Freio no crédito: a valorização do dólar pode fazer o Banco Central subir os juros, dizem analistas

A dinâmica do consumo é marcada por três fatores: emprego e renda no mercado de trabalho, crédito e inflação.

A manutenção da taxa básica de juros (a Selic) pelo Banco Central (BC) em 10,5%, na última quarta-feira (31), a segunda consecutiva, deve produzir um aperto no crédito, num momento em que os empréstimos fecharam o primeiro semestre crescendo quase 10% sobre 2023. A subida de 15% do dólar desde o início do ano, com a moeda chegando a R$ 5,79 na abertura do mercado na sexta-feira (2), é outro freio no crédito. A cotação fechou em R$ 5,70, refletindo a alta da taxa de desemprego nos EUA, que pode indicar um corte mais cedo nos juros americanos.

Economistas do Santander e do UBS já começam a ver chance de a Taxa Selic voltar a subir por causa dessa valorização recente da moeda americana. Em relatório, o banco suíço UBS calcula que há 30% de chance de aumento na taxa em setembro. Em entrevista à Bloomberg, o analista do Santander Marco Antonio Caruso disse que, se o câmbio chegar ao patamar entre R$ 5,75 e R$ 5,80, o BC seria forçado a subir os juros.

Esse quadro é bem diferente do primeiro semestre, quando o BC ainda estava cortando os juros, que caíram de 13,75% ao ano em agosto de 2023 para 10,5% agora. Puxado pela queda nas taxas aos tomadores finais e por alguma melhora nos níveis de endividamento, o saldo das operações de crédito teve em junho uma alta de 9,9% em 12 meses, informou o BC semana passada.

Em janeiro, a alta foi de 7,7%, na mesma comparação, sinalizando para uma aceleração do crescimento no primeiro semestre. E foi um dos elementos por trás do avanço da demanda doméstica na primeira metade do ano, especialmente do consumo das famílias.

Quando se considera as concessões de crédito, houve um avanço de 9,3% no acumulado em 12 meses, com alta de 7,3% nas operações das empresas e de 11% das famílias.
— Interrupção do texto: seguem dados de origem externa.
use std::fs::File;
use std::io::{self, BufWriter, Write};
use std::path::PathBuf;

use engine_logging::engine_info;
use thiserror::Error;

use crate::extract::CodeBlock;

#[derive(Debug, Error)]
pub enum PersistError {
    #[error("parent directory of {0} does not exist")]
    MissingParent(PathBuf),
    #[error("failed to write {path}: {source}")]
    Io {
        path: PathBuf,
        #[source]
        source: io::Error,
    },
}

/// Writes code block bodies below an output root.
#[derive(Debug, Clone)]
pub struct Materializer {
    root: PathBuf,
}

impl Materializer {
    pub fn new(root: impl Into<PathBuf>) -> Self {
        Self { root: root.into() }
    }

    /// Write `block` minus its first line to `{root}/{destination}`, creating or
    /// truncating the file. Parent directories are never created.
    pub fn materialize(
        &self,
        destination: &str,
        block: &CodeBlock,
    ) -> Result<(PathBuf, u64), PersistError> {
        let target = self.root.join(destination);
        if let Some(parent) = target.parent() {
            if !parent.as_os_str().is_empty() && !parent.is_dir() {
                return Err(PersistError::MissingParent(target));
            }
        }

        let body = block.body();
        let io_err = |source: io::Error| PersistError::Io {
            path: target.clone(),
            source,
        };
        let file = File::create(&target).map_err(io_err)?;
        let mut writer = BufWriter::new(file);
        writer.write_all(body.as_bytes()).map_err(io_err)?;
        writer.flush().map_err(io_err)?;

        engine_info!("wrote {} ({} bytes)", target.display(), body.len());
        Ok((target, body.len() as u64))
    }
}

impl Default for Materializer {
    fn default() -> Self {
        Self::new(".")
    }
}
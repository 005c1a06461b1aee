use std::fmt;
use std::path::PathBuf;

#[derive(Debug, Clone, PartialEq, Eq)]
pub struct FetchOutput {
    pub bytes: Vec<u8>,
    pub metadata: FetchMetadata,
}

#[derive(Debug, Clone, PartialEq, Eq)]
pub struct FetchMetadata {
    pub original_url: String,
    pub final_url: String,
    pub content_type: Option<String>,
    pub byte_len: u64,
}

#[derive(Debug, Clone, PartialEq, Eq, thiserror::Error)]
#[error("{kind}: {message}")]
pub struct FetchError {
    pub kind: FailureKind,
    pub message: String,
}

impl FetchError {
    pub(crate) fn new(kind: FailureKind, message: impl Into<String>) -> Self {
        Self {
            kind,
            message: message.into(),
        }
    }
}

#[derive(Debug, Clone, PartialEq, Eq)]
pub enum FailureKind {
    InvalidUrl,
    HttpStatus(u16),
    Timeout,
    RedirectLimitExceeded,
    LocalFile,
    Network,
}

impl fmt::Display for FailureKind {
    fn fmt(&self, f: &mut fmt::Formatter<'_>) -> fmt::Result {
        match self {
            FailureKind::InvalidUrl => write!(f, "invalid url"),
            FailureKind::HttpStatus(code) => write!(f, "http status {code}"),
            FailureKind::Timeout => write!(f, "timeout"),
            FailureKind::RedirectLimitExceeded => write!(f, "redirect limit exceeded"),
            FailureKind::LocalFile => write!(f, "local file unreadable"),
            FailureKind::Network => write!(f, "network error"),
        }
    }
}

/// One output file produced by an update run, in write order.
#[derive(Debug, Clone, PartialEq, Eq)]
pub struct WrittenFile {
    pub marker: &'static str,
    pub path: PathBuf,
    pub bytes_written: u64,
}

#[derive(Debug, Clone, Default, PartialEq, Eq)]
pub struct UpdateReport {
    pub headings_scanned: usize,
    pub written: Vec<WrittenFile>,
}

impl UpdateReport {
    /// Distinct paths written, in first-write order.
    pub fn distinct_paths(&self) -> Vec<&PathBuf> {
        let mut seen: Vec<&PathBuf> = Vec::new();
        for file in &self.written {
            if !seen.contains(&&file.path) {
                seen.push(&file.path);
            }
        }
        seen
    }
}
use std::path::PathBuf;
use std::time::Duration;

use clap::Parser;
use tuning_engine::{FetchSettings, UpdateConfig, DEFAULT_SOURCE_URL};

#[derive(Debug, Parser)]
#[command(
    name = "freebsd-tuning-update",
    version,
    about = "Extract the recommended FreeBSD network tuning snippets into their config files"
)]
pub struct Args {
    /// Page to fetch.
    #[arg(long, default_value = DEFAULT_SOURCE_URL)]
    pub url: String,

    /// Read a saved copy of the page instead of fetching it.
    #[arg(long, value_name = "PATH")]
    pub from_file: Option<PathBuf>,

    /// Directory that `boot/` and `etc/` live in.
    #[arg(long, value_name = "DIR", default_value = ".")]
    pub output_root: PathBuf,

    /// Request timeout in seconds.
    #[arg(long, value_name = "SECS", default_value_t = 30)]
    pub timeout: u64,

    /// Log at debug level.
    #[arg(short, long)]
    pub verbose: bool,

    /// Also write the log to ./engine.log.
    #[arg(long)]
    pub log_file: bool,
}

impl Args {
    pub fn fetch_settings(&self) -> FetchSettings {
        FetchSettings {
            request_timeout: Duration::from_secs(self.timeout),
            ..FetchSettings::default()
        }
    }

    pub fn update_config(&self) -> UpdateConfig {
        UpdateConfig {
            url: self.url.clone(),
            output_root: self.output_root.clone(),
            ..UpdateConfig::default()
        }
    }
}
Considerando apenas o “crédito livre”, que não segue condições específicas determinadas em lei, o salto nessa base de comparação até junho ficou em 6,6% para as empresas e 16,5% para as famílias.

 

Avanço de renda

Agora, com a perspectiva de que os juros fiquem estáveis neste segundo semestre ou até subam, economistas esperam um ritmo igual ou mais lento na alta das concessões, o que deve arrefecer a demanda. Esse ritmo mais lento deve contrabalançar o mercado de trabalho, que continua a surpreender positivamente, com geração de empregos e avanço da renda.

Fábio Bentes, economista sênior da Confederação Nacional do Comércio (CNC), estima que as taxas de juros médias para os tomadores finais até seguirão em queda, mas em ritmo bem inferior ao visto até aqui.

Em junho, a taxa média para as pessoas físicas com recursos livres – usada por economistas como referência para os juros tomados pela maioria das pessoas – ficou em 51,7% ao ano. É muito, mas está abaixo dos 54,2% de dezembro e dos 59,1% de junho de 2023. Para as empresas, a média ficou em 20,9% em junho, ante 22,8% um ano antes.

Bentes estima que ainda haverá alguma queda nessa taxa média para as pessoas físicas até dezembro, para em torno de 49% ao ano. “É um cenário mais positivo? Até é, mas acho que não é suficiente para acelerar as vendas do varejo, não. Diante de um cenário com inflação de alimentos mais alta e juros com uma queda bem suave, é mais fácil revisar o desempenho do varejo para baixo do que para cima.”

Segundo o economista da CNC, a dinâmica do consumo é marcada por três fatores: emprego e renda no mercado de trabalho, crédito e inflação.

Além da freada no crédito esperada para este segundo semestre, o alívio na inflação também parece ter ficado para trás, lembra Bentes. Mesmo que os principais preços da economia não voltem a subir muito, o efeito do barateamento de alguns produtos e serviços, que pode abrir espaço para as famílias aumentarem o consumo, estaria perto do fim.

Para a economista Anna Carolina Gouveia, pesquisadora do Instituto Brasileiro de Economia da Fundação Getulio Vargas (Ibre/FGV), ainda há entraves, que aparecem no Índice de Confiança do Consumidor (ICC), calculado pela entidade. Ela chama a atenção para o subíndice que mede a percepção dos consumidores sobre sua situação financeira atual, que ficou em 71 pontos em julho. São quase 30 pontos abaixo do nível de neutralidade (100 pontos) e abaixo também do ICC agregado, que ficou em 92,9 pontos em julho.